Haxhi Neziraj

Personal information
- Full name: Haxhi Neziraj
- Date of birth: 16 March 1993 (age 33)
- Place of birth: Lucerne, Switzerland
- Height: 1.87 m (6 ft 2 in)
- Position: Attacking midfielder

Team information
- Current team: SC Buochs

Youth career
- 2010–2013: Luzern

Senior career*
- Years: Team / Apps / (Gls)
- 2013–2016: Luzern / 11 / (1)
- 2014–2015: → Wohlen (loan) / 16 / (0)
- 2015–2016: → Schaffhausen (loan) / 27 / (4)
- 2017–2018: Flamurtari Vlorë / 21 / (1)
- 2018–2019: Drita / 41 / (6)
- 2019: Feronikeli / 3 / (4)
- 2021–: SC Buochs / 0 / (0)

International career
- 2013: Albania U21 / 5 / (0)

= Haxhi Neziraj =

Swiss-born Albanian footballer

Haxhi Neziraj (born 16 March 1993) is an Albanian professional footballer who plays as an attacking midfielder for SC Buochs.

==Club career==
===Flamurtari Vlorë===
On 30 January 2017. Neziraj joined Albanian Superliga side Flamurtari Vlorë. On 1 February 2017, he made his debut with Flamurtari Vlorë in the fourth round of 2016–17 Albanian Cup against Besëlidhja Lezhë after coming on as a substitute at 29th minute in place of injured Ardit Shehaj.

===Drita===
On 31 January 2018. Neziraj signed to Football Superleague of Kosovo side Drita.
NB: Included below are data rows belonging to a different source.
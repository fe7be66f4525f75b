#![no_main]

use libfuzzer_sys::fuzz_target;
use sarco_core::ProtocolEvent;

fuzz_target!(|data: &[u8]| {
    // The audit-trail codec must reject arbitrary input without panicking,
    // and accepted records must survive a round-trip
    if let Ok(event) = serde_json::from_slice::<ProtocolEvent>(data) {
        let json = serde_json::to_string(&event).unwrap();
        let recovered: ProtocolEvent = serde_json::from_str(&json).unwrap();
        assert_eq!(event, recovered);
    }
});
On 14 February 2018, he made his debut with Drita in the quarter-finals of 2017–18 Kosovar Cup against Istogu and scoring his side's only goal during a 0–1 away win.

==International career==
On 7 June 2013. Neziraj made his debut with Albania U21 in a 2015 UEFA European Under-21 Championship qualification match against Hungary U21 after being named in the starting line-up.

==Personal life==
Neziraj was born in Lucerne, Switzerland from Kosovo Albanian parents from Gjakova.